I used to segment the events based on the fee. The most visible aspect to this segmentation was in what I would wear for the performance. I went from casual pants and shirt, to dress pants with dress shirt, to jacket. In my mind a script played out, “Well, for that much, you don’t get the suit,” as if the client would notice or care. Worse, I delivered a different level of performance.
My friend was incredulous. “Seriously? You do the same show?”
I totally get where he was coming from. We have this sense of fairness. How can it be OK to deliver the same product for a client who pays $X as the one who pays $10X ? How is that fair?
That is a valid and interesting question. But, it is not what I am primarily writing about.
Without going too far down this rabbit hole, consider the pilots flying a commercial airline. Economy tickets and first-class business tickets are priced vastly differently. Both will get you from point A to point B. If you’ve ever had the opportunity to fly first-class, you know the experience can be quite different. But, from the pilots’ perspective, all passengers are the same once the cockpit doors are closed. They do they’re job the same way, regardless of how much each individual passenger paid for their ticket.
The real point I am heading toward here is not the pay, or issue of fairness to the client, but rather our own attitude as we approach the task that is ahead of us.
What I have discovered is that it is better for ME to deliver my best possible performance each and every time, regardless of the previously agreed to paycheck. I am the worker in the field from the parable. Sometimes I am the one who went out first thing in the morning to work the whole day. Sometimes I am the one who was standing around idle until 5 in the afternoon.
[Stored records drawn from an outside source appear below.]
/// Response of `POST /api/upload`.
#[derive(Debug, Serialize, Deserialize)]
#[serde(rename_all = "camelCase")]
pub struct UploadResponse {
    /// Base64 file contents
    pub data: String,

    pub mime_type: String,

    /// Size in bytes
    pub size: usize,

    /// Client-supplied file name
    pub name: String,
}

/// JSON error response returned for all error conditions outside the pipeline.
#[derive(Debug, Serialize)]
pub struct ErrorResponse {
    /// Error type identifier (e.g., "not_found", "invalid_request")
    pub error: String,

    /// Human-readable error message
    pub message: String,

    /// HTTP status code (included for convenience)
    #[serde(skip_serializing_if = "Option::is_none")]
    pub status: Option<u16>,
}

impl ErrorResponse {
    /// Create a new error response.
    pub fn new(error: impl Into<String>, message: impl Into<String>) -> Self {
        Self {
            error: error.into(),
            message: message.into(),
            status: None,
        }
    }

    /// Create a new error response with status code.
    pub fn with_status(
        error: impl Into<String>,
        message: impl Into<String>,
        status: StatusCode,
    ) -> Self {
        Self {
            error: error.into(),
            message: message.into(),
            status: Some(status.as_u16()),
        }
    }
}

/// Health check response.
#[derive(Debug, Serialize)]
pub struct HealthResponse {
    /// Service status
    pub status: String,

    /// Service version
    pub version: String,
}

// =============================================================================
// Error Mapping
// =============================================================================

/// Status code and error type for a pipeline error.
pub fn pipeline_error_status(error: &PipelineError) -> (StatusCode, &'static str) {
    match error {
        PipelineError::Validation(_) => (StatusCode::BAD_REQUEST, "invalid_request"),
        PipelineError::QuotaExceeded { .. } => (StatusCode::TOO_MANY_REQUESTS, "rate_limited"),
        PipelineError::RateLimiter(_) => {
            (StatusCode::SERVICE_UNAVAILABLE, "rate_limiter_unavailable")
        }
        PipelineError::Generation(_) => (StatusCode::BAD_GATEWAY, "generation_failed"),
        PipelineError::Persistence(_) => (StatusCode::INTERNAL_SERVER_ERROR, "storage_error"),
    }
}

/// Log an error response based on its severity:
/// - 5xx errors are logged at ERROR level (server errors)
/// - 404s at DEBUG level (common and expected)
/// - other 4xx errors at WARN level (client errors)
fn log_error(status: StatusCode, error_type: &str, detail: &dyn std::fmt::Display) {
    if status.is_server_error() {
        error!(
            error_type = error_type,
            status = status.as_u16(),
            "Server error: {}",
            detail
        );
    } else if status == StatusCode::NOT_FOUND {
        debug!(
            error_type = error_type,
            status = status.as_u16(),
            "Resource not found: {}",
            detail
        );
    } else {
        warn!(
            error_type = error_type,
            status = status.as_u16(),
            "Client error: {}",
            detail
        );
    }
}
When I show up at the end of the day and collect my pay with gratitude, having done what was agreed to up front, I am happier.
Naturally, by extension, it is better for the audience when I deliver the best performance I am capable of delivering. Ultimately, that is what it is all about.
When I mentally delivered a different product, begrudgingly holding back at events I knew were not paying as much, it affected ME. I became resentful. I’m sure that resentment showed through in the performance.
When I released that, separating the money from the event, and put all of my energy into delivering the best possible performance for that audience, feeling blessed to have the opportunity to share the gift of laughter with those people at that moment, it filled me with joy and gratitude to be able to do what I do for a living. I know for a fact that that joy shows through in the performance. It is the most frequent comment I hear after a show. “You look like you are having so much fun!” And I am. Every time.
The other interesting thing that I have discovered is that it is actually MORE work for me to deliver a lesser performance.
Have you ever experienced that? Have you ever noticed how much effort it takes to complain about a task and NOT do it, where simply doing the thing would have been so much easier?
How do you go about your daily work? Are there tasks that you begrudge having to do? Are there aspects of your job, or you life, where you feel resentment? Perhaps you feel that the task is below you, or you think, “I’m not being paid enough to do that.”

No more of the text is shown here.